── Records supplied ──

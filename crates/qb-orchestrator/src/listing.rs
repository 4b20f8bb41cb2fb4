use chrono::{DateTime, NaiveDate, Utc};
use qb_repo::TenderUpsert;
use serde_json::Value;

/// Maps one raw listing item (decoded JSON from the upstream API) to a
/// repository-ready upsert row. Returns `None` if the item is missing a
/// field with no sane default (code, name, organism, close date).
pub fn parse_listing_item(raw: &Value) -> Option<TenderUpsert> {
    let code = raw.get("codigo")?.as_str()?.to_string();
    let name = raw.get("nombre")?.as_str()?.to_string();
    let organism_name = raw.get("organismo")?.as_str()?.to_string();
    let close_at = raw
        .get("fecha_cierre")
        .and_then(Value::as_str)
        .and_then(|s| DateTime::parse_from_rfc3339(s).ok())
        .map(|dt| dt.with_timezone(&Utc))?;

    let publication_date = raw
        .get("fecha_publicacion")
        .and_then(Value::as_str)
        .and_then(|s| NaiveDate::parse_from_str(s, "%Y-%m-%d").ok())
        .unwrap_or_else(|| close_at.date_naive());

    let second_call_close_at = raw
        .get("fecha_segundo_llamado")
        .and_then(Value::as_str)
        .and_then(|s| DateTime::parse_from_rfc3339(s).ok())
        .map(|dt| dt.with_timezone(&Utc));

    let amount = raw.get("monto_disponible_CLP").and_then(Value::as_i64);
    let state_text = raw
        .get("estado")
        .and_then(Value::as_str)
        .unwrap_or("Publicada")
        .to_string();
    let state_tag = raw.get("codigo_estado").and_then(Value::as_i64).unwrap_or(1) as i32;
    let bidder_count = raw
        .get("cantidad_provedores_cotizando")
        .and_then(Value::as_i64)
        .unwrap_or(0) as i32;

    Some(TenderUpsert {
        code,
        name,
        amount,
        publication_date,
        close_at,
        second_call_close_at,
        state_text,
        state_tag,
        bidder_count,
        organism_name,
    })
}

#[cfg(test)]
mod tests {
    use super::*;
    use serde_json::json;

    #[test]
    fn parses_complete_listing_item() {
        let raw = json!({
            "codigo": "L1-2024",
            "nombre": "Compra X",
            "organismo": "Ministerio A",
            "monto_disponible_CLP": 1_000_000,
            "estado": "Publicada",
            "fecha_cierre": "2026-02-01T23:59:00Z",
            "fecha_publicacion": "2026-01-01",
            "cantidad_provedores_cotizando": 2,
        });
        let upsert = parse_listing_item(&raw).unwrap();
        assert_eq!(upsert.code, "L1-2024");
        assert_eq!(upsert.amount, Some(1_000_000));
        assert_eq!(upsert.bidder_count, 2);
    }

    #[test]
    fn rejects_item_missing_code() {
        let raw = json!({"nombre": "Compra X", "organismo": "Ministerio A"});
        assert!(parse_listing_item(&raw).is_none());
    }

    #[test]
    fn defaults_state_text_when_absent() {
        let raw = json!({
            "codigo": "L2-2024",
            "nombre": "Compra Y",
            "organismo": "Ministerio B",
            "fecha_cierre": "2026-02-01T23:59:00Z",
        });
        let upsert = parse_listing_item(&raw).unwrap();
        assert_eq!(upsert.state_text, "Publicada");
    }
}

───
── Records supplied ──

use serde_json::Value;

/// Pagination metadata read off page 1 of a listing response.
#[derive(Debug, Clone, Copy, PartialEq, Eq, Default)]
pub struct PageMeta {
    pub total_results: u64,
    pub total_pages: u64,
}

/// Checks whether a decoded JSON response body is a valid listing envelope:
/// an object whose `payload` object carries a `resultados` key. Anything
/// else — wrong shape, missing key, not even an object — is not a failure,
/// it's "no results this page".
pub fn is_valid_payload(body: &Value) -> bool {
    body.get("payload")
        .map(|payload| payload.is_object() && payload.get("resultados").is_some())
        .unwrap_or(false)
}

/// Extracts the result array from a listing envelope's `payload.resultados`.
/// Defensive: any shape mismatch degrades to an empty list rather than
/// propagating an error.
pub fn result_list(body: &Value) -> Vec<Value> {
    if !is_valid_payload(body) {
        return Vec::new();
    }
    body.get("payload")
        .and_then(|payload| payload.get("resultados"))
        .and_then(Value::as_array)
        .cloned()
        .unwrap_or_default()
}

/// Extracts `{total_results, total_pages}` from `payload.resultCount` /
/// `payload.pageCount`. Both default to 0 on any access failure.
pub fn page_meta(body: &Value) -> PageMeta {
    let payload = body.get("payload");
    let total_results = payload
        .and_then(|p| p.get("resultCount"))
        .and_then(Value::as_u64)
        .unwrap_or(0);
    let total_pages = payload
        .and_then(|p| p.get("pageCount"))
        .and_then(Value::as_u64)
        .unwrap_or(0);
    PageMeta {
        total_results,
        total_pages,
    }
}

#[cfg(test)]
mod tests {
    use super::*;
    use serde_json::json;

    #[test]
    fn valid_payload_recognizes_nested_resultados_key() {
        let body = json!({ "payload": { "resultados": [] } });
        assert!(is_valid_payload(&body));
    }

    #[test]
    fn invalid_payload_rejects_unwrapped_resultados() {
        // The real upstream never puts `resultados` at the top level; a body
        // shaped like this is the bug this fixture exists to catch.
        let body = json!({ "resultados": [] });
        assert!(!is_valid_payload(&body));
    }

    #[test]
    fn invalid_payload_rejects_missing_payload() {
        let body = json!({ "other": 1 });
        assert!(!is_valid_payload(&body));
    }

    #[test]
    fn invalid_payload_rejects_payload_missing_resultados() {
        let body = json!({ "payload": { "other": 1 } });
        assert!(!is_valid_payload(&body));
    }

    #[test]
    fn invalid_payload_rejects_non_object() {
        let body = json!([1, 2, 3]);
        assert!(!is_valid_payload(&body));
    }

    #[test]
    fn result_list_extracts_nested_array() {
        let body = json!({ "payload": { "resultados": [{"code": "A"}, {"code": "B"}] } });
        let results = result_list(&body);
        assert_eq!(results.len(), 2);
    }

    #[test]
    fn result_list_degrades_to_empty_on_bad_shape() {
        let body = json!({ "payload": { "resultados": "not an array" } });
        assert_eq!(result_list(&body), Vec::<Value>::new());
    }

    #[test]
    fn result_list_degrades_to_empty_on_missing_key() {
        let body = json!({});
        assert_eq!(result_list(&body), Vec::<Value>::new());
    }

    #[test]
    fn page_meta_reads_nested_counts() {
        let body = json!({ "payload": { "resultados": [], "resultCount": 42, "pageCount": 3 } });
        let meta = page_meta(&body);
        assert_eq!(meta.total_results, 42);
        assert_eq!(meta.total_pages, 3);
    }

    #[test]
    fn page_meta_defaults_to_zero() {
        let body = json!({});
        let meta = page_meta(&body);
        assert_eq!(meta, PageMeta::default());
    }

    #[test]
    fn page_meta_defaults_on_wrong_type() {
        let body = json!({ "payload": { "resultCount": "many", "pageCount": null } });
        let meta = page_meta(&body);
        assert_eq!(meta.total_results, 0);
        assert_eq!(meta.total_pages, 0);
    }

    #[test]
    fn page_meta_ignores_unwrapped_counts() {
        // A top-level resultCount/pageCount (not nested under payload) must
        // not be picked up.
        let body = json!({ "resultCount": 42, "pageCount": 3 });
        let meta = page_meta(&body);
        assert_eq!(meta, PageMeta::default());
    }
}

───

* _Directions_:
Each line above that contains the word "level" should be copied.

* _Solved exercise_:
        // The real upstream never puts `resultados` at the top level; a body
        // A top-level resultCount/pageCount (not nested under payload) must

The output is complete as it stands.